1. A process for preparing a highly soluble cocoa extract comprising:a.
sterilizing cocoa raw material,b. mixing said sterilized cocoa raw
material with water,c. enzymatically treating in order to aid extraction
of soluble components, and creating a solid part and a liquid part,d.
separating the solid phase and liquid phase,e. concentrating the liquid
phase, andf. drying the resulting concentrate from the liquid phase.
2. The process according to the claim 1, further comprising grinding a dry concentrate made from the liquid phase.
3. The process according to claim 1, wherein the cocoa raw material consists of cocoa husks separated from cocoa beans.
4. The process according to claim 1, wherein the cocoa raw material consists of a cocoa press cake.
5. The process according to claim 1, wherein the cocoa raw material consists of a whole cocoa bean product.
6. The process according to claim 1, wherein the cocoa raw material consists of a mixture of two of products selected from the group consisting of cocoa husks, a cocoa press cake and a whole cocoa bean product.
7. The process according to claim 1, wherein the cocoa raw material consists of a mixture of cocoa husks, a cocoa press cake and a whole cocoa bean product.
8. The process according to claim 1, wherein the cocoa raw material is sterilized by over-saturated steam at temperatures above 100.degree.
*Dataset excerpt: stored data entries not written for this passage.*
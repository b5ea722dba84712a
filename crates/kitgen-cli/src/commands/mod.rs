//! Command handlers, one module per subcommand.

use std::path::Path;

use kitgen_adapters::{BuiltinManifest, TomlManifest};
use kitgen_core::application::ManifestSource;

pub mod completions;
pub mod config;
pub mod generate;
pub mod list;

/// `--manifest FILE` when given, the built-in ACME kit otherwise.
pub(crate) fn manifest_source(manifest: Option<&Path>) -> Box<dyn ManifestSource> {
    match manifest {
        Some(path) => Box::new(TomlManifest::from_path(path)),
        None => Box::new(BuiltinManifest::acme_pharmacy()),
    }
}
//! Tracing subscriber setup.
//!
//! Diagnostics go to stderr so stdout carries only the confirmation lines and
//! summary.  `-v` raises the level one step per occurrence from WARN up to
//! TRACE, `--quiet` drops it to ERROR, and `RUST_LOG` replaces both.

use std::io::IsTerminal as _;

use tracing_subscriber::{
    EnvFilter, filter::LevelFilter, layer::SubscriberExt, util::SubscriberInitExt,
};

use crate::cli::GlobalArgs;

/// Crates whose events are shown at the chosen level.
const CRATES: [&str; 3] = ["kitgen", "kitgen_core", "kitgen_adapters"];

/// Install the global subscriber.  Call once, before the first event.
pub fn init_logging(args: &GlobalArgs) -> anyhow::Result<()> {
    let filter = EnvFilter::try_from_default_env()
        .unwrap_or_else(|_| EnvFilter::new(directives(level_for(args))));

    let fmt_layer = tracing_subscriber::fmt::layer()
        .with_target(false)
        .with_ansi(!args.no_color && std::io::stderr().is_terminal())
        .with_writer(std::io::stderr);

    tracing_subscriber::registry()
        .with(filter)
        .with(fmt_layer)
        .try_init()
        .map_err(|e| anyhow::anyhow!("Failed to initialise logging: {e}"))
}

fn level_for(args: &GlobalArgs) -> LevelFilter {
    if args.quiet {
        return LevelFilter::ERROR;
    }
    match args.verbose {
        0 => LevelFilter::WARN,
        1 => LevelFilter::INFO,
        2 => LevelFilter::DEBUG,
        _ => LevelFilter::TRACE,
    }
}

fn directives(level: LevelFilter) -> String {
    CRATES
        .iter()
        .map(|krate| format!("{krate}={level}"))
        .collect::<Vec<_>>()
        .join(",")
}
C. for more than 5 minutes.
9. The process according to claim 1, wherein the cocoa raw material is sterilized by over-saturated steam at temperatures at 150.degree. C. for 30 minutes.
10. The process according to claim 1, wherein the cocoa raw material is mixed in a proportion of between 1:5 parts and 1:15 parts of cocoa raw material:water, and wherein mixing is carried out at a stabilized temperature of between 50.degree. C. and 70.degree. C.
11. The process according to claim 1, wherein the cocoa raw material is mixed in a proportion of 1 part cocoa raw material to 7 parts water.
12. The process according to claim 1, wherein an enzyme is added to the cocoa:water mixture in a concentration of at least 0.005 Fungal Beta-Glucanase units (FBG) per kg of cocoa raw material.
13. The process according to claim 1, wherein an enzyme is added to the cocoa:water mixture in a concentration of 0.01 Fungal Beta-Glucanase units (FBG) per kg of cocoa raw material.
14. The process according to claim 1, wherein the enzymatic reaction takes place for a period of between 1 and 3 hours.
15. The process according to claim 1, wherein the enzymatic reaction takes place for a period of 2 hours.
16. The process according to claim 1, wherein the separation of the cocoa and water mixture to produce a liquid phase and a solid phase is carried out using a centrifuge.
17. The process according to claim 1, wherein solids in suspension of up to 20 microns that are present in the liquid phase are removed using a decanter.
18. The process according to claim 1, wherein solids in suspension of up to 5 microns that are present in the liquid phase are removed using a clarifier.
19. The process according to claim 16, wherein the liquid phase produced after centrifuging is concentrated to achieve a value of between 10% and 50% total solids.
20. The process according to claim 16, wherein the liquid phase produced after centrifuging is concentrated to achieve a value of 16% total solids.
21. The process according to claim 1, wherein the liquid phase is concentrated using concentrators within a temperature range of between 60.degree. C. and 100.degree. C.
22. The process according to claim 1, wherein the liquid phase is concentrated using concentrators at a temperature of 75.degree. C.
23. The process according to claim 1, wherein the liquid phase is concentrated under vacuum conditions at pressures below 200 mbar.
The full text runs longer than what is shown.